**WHAT TO DO:**
From the records, pick out and copy each line containing "Option".

**SOURCE DATA:**
——————————

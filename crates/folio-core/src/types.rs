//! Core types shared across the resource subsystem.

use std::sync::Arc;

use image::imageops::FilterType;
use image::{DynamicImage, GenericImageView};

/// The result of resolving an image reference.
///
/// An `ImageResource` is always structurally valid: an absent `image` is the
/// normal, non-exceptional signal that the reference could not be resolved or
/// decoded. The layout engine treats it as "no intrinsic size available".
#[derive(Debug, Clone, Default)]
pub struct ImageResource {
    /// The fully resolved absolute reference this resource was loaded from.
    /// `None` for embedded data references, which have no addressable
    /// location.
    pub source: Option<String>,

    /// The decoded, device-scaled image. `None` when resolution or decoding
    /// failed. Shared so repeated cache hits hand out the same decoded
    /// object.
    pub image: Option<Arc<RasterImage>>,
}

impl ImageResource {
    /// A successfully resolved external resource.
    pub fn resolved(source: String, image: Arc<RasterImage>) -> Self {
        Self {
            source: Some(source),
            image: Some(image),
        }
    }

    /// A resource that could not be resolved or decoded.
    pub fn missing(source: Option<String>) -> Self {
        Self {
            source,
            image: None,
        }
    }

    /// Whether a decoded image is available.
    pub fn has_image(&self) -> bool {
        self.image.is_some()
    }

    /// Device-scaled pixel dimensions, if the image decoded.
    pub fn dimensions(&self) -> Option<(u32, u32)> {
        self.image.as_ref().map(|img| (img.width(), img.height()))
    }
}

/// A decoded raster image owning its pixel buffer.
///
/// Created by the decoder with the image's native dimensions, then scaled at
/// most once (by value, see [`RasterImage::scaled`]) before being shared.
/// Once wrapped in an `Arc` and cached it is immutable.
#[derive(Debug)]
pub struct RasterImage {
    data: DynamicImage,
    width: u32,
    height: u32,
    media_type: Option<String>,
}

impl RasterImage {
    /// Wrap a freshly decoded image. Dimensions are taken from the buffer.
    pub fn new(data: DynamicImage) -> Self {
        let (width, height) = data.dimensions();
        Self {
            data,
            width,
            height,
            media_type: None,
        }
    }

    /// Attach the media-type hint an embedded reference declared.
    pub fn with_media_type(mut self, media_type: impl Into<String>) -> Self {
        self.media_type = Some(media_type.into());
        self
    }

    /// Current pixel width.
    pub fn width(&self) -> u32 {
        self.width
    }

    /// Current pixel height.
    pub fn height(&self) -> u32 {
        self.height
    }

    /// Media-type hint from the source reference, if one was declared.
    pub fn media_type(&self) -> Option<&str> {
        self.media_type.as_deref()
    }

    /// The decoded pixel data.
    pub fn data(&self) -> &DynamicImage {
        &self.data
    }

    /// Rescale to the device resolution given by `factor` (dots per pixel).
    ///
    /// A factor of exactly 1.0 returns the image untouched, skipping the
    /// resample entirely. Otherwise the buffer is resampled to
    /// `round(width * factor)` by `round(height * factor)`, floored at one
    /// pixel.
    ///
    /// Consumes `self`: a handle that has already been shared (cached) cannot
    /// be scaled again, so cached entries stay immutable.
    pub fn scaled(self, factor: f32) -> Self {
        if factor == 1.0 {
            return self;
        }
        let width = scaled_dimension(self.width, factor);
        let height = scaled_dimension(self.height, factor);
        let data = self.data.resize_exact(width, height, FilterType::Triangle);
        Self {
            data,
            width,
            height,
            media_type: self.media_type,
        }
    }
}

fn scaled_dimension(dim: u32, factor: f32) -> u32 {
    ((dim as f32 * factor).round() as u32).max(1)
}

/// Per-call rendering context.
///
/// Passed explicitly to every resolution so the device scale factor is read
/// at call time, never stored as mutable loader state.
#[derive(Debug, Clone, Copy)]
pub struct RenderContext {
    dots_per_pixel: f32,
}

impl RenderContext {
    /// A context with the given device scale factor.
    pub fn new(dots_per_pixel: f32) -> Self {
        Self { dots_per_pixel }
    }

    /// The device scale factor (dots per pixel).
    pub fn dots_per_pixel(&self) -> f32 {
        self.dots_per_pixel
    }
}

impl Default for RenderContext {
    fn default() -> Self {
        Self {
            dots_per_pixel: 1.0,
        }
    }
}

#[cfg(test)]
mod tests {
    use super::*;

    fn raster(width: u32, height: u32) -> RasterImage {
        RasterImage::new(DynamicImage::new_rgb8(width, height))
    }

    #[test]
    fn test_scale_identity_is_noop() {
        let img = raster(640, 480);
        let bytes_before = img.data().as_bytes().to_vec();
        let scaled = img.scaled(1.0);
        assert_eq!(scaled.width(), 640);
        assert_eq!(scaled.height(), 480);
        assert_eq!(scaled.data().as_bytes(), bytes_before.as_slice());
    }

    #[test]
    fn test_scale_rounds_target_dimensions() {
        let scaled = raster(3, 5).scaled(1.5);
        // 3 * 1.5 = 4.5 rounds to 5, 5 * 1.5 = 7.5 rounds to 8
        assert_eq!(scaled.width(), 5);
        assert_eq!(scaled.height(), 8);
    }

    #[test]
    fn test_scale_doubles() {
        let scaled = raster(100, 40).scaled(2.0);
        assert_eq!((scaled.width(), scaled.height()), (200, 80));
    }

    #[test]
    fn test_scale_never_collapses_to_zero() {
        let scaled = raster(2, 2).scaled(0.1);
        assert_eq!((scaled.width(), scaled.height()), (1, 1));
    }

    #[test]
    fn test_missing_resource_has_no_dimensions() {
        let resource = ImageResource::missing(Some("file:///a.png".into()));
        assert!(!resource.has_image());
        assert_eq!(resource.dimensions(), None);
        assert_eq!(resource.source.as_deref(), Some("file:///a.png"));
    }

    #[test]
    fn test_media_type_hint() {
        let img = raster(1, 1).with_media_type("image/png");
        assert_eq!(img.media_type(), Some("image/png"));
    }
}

——————————

**ANSWER TO THIS EXERCISE:**
    pub source: Option<String>,
    pub image: Option<Arc<RasterImage>>,
    pub fn missing(source: Option<String>) -> Self {
    pub fn dimensions(&self) -> Option<(u32, u32)> {
    media_type: Option<String>,
    pub fn media_type(&self) -> Option<&str> {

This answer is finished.